[Dataset items]
▶

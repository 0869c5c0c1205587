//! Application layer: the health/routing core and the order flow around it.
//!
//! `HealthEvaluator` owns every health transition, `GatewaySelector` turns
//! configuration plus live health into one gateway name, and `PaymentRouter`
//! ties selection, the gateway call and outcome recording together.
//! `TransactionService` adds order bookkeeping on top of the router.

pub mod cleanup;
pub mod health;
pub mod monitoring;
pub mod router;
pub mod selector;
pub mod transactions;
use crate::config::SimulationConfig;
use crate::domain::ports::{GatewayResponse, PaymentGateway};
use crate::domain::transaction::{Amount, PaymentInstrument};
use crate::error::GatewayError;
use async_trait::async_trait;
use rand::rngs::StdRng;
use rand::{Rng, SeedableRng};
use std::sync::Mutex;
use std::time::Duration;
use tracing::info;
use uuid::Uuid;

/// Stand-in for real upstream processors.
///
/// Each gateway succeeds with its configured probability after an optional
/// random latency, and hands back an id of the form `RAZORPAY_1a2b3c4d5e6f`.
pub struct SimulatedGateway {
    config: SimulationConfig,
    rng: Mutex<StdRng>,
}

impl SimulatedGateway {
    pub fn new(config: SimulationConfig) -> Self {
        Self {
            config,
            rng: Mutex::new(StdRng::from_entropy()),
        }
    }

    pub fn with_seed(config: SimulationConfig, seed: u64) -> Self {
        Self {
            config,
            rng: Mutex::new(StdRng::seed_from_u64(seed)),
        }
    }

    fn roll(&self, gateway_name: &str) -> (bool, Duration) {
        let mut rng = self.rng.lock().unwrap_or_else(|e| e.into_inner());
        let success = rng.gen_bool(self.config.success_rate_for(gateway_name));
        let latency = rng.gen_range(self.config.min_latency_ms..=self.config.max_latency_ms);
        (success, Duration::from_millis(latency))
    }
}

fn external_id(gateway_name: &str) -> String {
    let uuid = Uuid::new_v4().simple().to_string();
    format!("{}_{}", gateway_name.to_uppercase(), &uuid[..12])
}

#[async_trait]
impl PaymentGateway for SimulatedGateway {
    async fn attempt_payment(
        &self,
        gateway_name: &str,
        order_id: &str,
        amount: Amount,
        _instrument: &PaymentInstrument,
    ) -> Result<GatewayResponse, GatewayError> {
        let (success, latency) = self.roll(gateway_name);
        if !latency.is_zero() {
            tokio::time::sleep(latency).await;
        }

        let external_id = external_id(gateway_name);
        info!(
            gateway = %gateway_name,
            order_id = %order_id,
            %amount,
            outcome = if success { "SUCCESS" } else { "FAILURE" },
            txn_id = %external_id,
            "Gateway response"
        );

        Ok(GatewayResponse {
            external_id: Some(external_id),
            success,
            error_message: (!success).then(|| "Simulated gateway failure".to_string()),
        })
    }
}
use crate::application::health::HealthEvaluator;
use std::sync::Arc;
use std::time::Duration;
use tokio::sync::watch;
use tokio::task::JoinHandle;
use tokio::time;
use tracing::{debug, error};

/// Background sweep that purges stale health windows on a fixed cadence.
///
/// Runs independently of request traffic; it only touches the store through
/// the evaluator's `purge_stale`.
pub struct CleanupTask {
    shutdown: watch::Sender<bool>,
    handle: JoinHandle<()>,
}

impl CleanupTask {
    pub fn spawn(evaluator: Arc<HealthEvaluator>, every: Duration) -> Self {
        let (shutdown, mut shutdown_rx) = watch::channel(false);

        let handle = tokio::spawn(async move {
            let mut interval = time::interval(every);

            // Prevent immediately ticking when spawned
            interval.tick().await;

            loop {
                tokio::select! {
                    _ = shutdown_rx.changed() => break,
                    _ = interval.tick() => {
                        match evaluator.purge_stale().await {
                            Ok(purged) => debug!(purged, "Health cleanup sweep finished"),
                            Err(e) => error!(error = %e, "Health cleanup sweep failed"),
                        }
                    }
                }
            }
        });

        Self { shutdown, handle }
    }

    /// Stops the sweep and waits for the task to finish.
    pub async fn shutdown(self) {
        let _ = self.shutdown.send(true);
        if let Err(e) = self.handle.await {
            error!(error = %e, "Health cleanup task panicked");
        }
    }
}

◀
▶

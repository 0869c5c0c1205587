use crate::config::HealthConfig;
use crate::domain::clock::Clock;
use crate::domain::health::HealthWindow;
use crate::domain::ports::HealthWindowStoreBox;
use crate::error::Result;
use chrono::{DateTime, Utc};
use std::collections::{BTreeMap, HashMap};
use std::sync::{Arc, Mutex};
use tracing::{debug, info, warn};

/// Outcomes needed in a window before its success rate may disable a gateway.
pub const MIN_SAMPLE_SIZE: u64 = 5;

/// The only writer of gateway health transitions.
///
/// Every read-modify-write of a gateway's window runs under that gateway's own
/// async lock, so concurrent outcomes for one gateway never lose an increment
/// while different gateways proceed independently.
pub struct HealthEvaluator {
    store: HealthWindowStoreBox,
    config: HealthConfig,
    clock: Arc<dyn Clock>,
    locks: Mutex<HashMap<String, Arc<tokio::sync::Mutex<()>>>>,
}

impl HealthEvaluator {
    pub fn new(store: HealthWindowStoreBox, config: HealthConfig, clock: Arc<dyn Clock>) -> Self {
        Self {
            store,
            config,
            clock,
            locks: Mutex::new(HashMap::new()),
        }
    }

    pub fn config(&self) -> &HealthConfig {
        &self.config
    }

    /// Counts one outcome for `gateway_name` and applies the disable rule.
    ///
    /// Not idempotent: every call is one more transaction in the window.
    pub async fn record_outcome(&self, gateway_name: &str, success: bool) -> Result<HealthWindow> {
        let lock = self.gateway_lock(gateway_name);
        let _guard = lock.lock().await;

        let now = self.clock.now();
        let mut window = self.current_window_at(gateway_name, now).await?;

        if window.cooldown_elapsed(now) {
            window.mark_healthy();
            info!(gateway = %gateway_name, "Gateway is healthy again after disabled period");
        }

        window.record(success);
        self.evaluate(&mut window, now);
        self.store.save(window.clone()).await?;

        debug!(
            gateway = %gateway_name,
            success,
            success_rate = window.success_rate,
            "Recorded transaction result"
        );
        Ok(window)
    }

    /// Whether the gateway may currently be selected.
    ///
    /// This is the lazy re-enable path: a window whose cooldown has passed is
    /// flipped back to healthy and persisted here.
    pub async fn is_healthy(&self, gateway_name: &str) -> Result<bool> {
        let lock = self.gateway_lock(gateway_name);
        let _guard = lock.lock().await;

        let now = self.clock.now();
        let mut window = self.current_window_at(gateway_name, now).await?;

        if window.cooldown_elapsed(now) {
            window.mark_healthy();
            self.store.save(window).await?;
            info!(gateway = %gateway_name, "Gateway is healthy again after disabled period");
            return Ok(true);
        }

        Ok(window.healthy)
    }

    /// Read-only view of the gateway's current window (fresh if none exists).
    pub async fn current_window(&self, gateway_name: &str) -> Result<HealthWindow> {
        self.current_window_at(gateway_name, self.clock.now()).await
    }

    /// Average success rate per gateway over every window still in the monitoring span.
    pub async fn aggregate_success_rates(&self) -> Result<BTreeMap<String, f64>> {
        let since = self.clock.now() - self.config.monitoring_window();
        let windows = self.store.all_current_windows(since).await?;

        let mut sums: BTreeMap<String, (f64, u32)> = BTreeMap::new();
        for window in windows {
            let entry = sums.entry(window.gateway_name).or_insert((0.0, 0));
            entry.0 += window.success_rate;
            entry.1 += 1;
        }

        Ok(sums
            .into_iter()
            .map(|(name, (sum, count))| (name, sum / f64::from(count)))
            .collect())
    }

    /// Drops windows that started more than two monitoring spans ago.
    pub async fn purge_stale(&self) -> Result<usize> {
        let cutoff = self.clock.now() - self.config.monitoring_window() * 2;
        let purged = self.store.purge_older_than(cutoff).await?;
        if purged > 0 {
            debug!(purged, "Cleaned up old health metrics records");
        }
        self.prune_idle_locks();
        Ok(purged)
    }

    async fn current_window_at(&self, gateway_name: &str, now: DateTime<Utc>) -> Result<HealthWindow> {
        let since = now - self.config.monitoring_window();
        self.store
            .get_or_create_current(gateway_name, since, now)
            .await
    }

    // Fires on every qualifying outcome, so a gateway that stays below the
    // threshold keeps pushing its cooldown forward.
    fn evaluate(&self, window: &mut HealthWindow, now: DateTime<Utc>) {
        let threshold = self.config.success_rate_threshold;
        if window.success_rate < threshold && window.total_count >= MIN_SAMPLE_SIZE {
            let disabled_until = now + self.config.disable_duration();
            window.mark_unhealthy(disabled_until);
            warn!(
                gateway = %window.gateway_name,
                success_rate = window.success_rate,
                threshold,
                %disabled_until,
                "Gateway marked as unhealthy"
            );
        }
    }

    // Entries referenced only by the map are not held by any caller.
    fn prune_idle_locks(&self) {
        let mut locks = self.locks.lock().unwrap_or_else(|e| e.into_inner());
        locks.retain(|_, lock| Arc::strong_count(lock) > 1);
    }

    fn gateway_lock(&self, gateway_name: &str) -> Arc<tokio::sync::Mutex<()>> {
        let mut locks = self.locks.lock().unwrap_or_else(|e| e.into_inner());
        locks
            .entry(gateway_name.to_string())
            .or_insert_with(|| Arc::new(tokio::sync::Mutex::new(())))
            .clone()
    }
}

◀

**What is required**. Only the count should be given: the number of lines in the entries above containing the word "uuid".

**Final answer**. 3